*** Opening of Dataset records ***

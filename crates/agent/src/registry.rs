use std::collections::{BTreeMap, BTreeSet};
use std::sync::Arc;

use thiserror::Error;
use tokio::sync::RwLock;
use tracing::info;

use rapport_core::domain::event::EventType;

use crate::handler::AgentHandler;

#[derive(Debug, Error, PartialEq, Eq)]
pub enum RegistryError {
    #[error("agent name must not be empty")]
    EmptyAgentName,
    #[error("agent `{agent_name}` must subscribe to at least one event type")]
    NoEventTypes { agent_name: String },
    #[error("agent `{agent_name}` subscribed to unknown event type `{event_type}`")]
    UnknownEventType { agent_name: String, event_type: String },
}

#[derive(Clone)]
pub struct AgentSubscription {
    pub agent_name: String,
    pub event_types: BTreeSet<EventType>,
    pub handler: Arc<dyn AgentHandler>,
}

impl std::fmt::Debug for AgentSubscription {
    fn fmt(&self, f: &mut std::fmt::Formatter<'_>) -> std::fmt::Result {
        f.debug_struct("AgentSubscription")
            .field("agent_name", &self.agent_name)
            .field("event_types", &self.event_types)
            .finish_non_exhaustive()
    }
}

/// Subscriptions keyed by agent name. Registering a name again replaces the
/// previous subscription.
#[derive(Default)]
pub struct AgentRegistry {
    subscriptions: RwLock<BTreeMap<String, AgentSubscription>>,
}

impl AgentRegistry {
    pub fn new() -> Self {
        Self::default()
    }

    pub async fn register_agent<I>(
        &self,
        agent_name: &str,
        event_types: I,
        handler: Arc<dyn AgentHandler>,
    ) -> Result<(), RegistryError>
    where
        I: IntoIterator<Item = EventType>,
    {
        let agent_name = agent_name.trim();
        if agent_name.is_empty() {
            return Err(RegistryError::EmptyAgentName);
        }

        let event_types = event_types.into_iter().collect::<BTreeSet<_>>();
        if event_types.is_empty() {
            return Err(RegistryError::NoEventTypes { agent_name: agent_name.to_string() });
        }

        let subscribed = event_types.iter().map(EventType::as_str).collect::<Vec<_>>().join(",");
        let replaced = self
            .subscriptions
            .write()
            .await
            .insert(
                agent_name.to_string(),
                AgentSubscription { agent_name: agent_name.to_string(), event_types, handler },
            )
            .is_some();

        info!(
            event_name = "registry.agent.registered",
            correlation_id = "startup",
            agent_name,
            event_types = %subscribed,
            replaced,
            "agent subscription registered"
        );

        Ok(())
    }

    /// Same as [`AgentRegistry::register_agent`] for wire type names, failing
    /// on the first name that is not a known event type.
    pub async fn register_agent_by_names(
        &self,
        agent_name: &str,
        event_types: &[&str],
        handler: Arc<dyn AgentHandler>,
    ) -> Result<(), RegistryError> {
        let parsed = event_types
            .iter()
            .map(|name| {
                EventType::parse(name).ok_or_else(|| RegistryError::UnknownEventType {
                    agent_name: agent_name.trim().to_string(),
                    event_type: (*name).to_string(),
                })
            })
            .collect::<Result<Vec<_>, _>>()?;

        self.register_agent(agent_name, parsed, handler).await
    }

    /// Subscriptions for `event_type`, in agent-name order.
    pub async fn subscribers(&self, event_type: EventType) -> Vec<AgentSubscription> {
        self.subscriptions
            .read()
            .await
            .values()
            .filter(|subscription| subscription.event_types.contains(&event_type))
            .cloned()
            .collect()
    }

    pub async fn agents(&self) -> Vec<String> {
        self.subscriptions.read().await.keys().cloned().collect()
    }
}
//! Agent orchestration for rapport.
//!
//! Producers emit typed events on the [`EventBus`]. The bus stores each
//! event and fans it out to the agents registered in the [`AgentRegistry`].
//! Agents only propose; the [`ActionWorkflow`] persists proposals and gates
//! them behind approval before the [`ActionExecutor`] runs any side effect.
//! Every significant decision is written to the [`ContextGraph`] so the
//! reasoning behind an entity's state can be reconstructed later.
//!
//! # Key Types
//!
//! - `AgentRuntime` - Wires the pieces together over one set of repositories
//! - `AgentHandler` - Contract implemented by policy modules such as `NurtureAgent`
//! - `ExecutionPolicy` - Decides whether a proposal may skip human approval
//!
//! # Safety Principle
//!
//! Agents never act directly. Nothing reaches the executor without passing
//! through the workflow state machine.

pub mod agents;
pub mod bus;
pub mod executor;
pub mod graph;
pub mod guardrails;
pub mod handler;
pub mod registry;
pub mod runtime;
pub mod workflow;

pub use agents::{NurtureAgent, NURTURE_AGENT};
pub use bus::{AgentOutcome, BusError, DispatchReport, Emitted, EventBus, HandlerStatus};
pub use executor::{ActionExecutor, ExecutionFailure, ExecutionOutcome, LoggingExecutor};
pub use graph::{ContextGraph, EntityLink, GraphError};
pub use guardrails::{ExecutionDecision, ExecutionPolicy, AUTO_APPROVER};
pub use handler::{AgentHandler, HandlerError};
pub use registry::{AgentRegistry, AgentSubscription, RegistryError};
pub use runtime::{AgentRuntime, RuntimeRepositories};
pub use workflow::{ActionWorkflow, ActionWorkflowError};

*** Close of Dataset records ***

▶ [Instructions for the task]:
Would you give the number of lines of the data that include the string "subscribed"? Nothing else is wanted.

▶ [Response area]:
3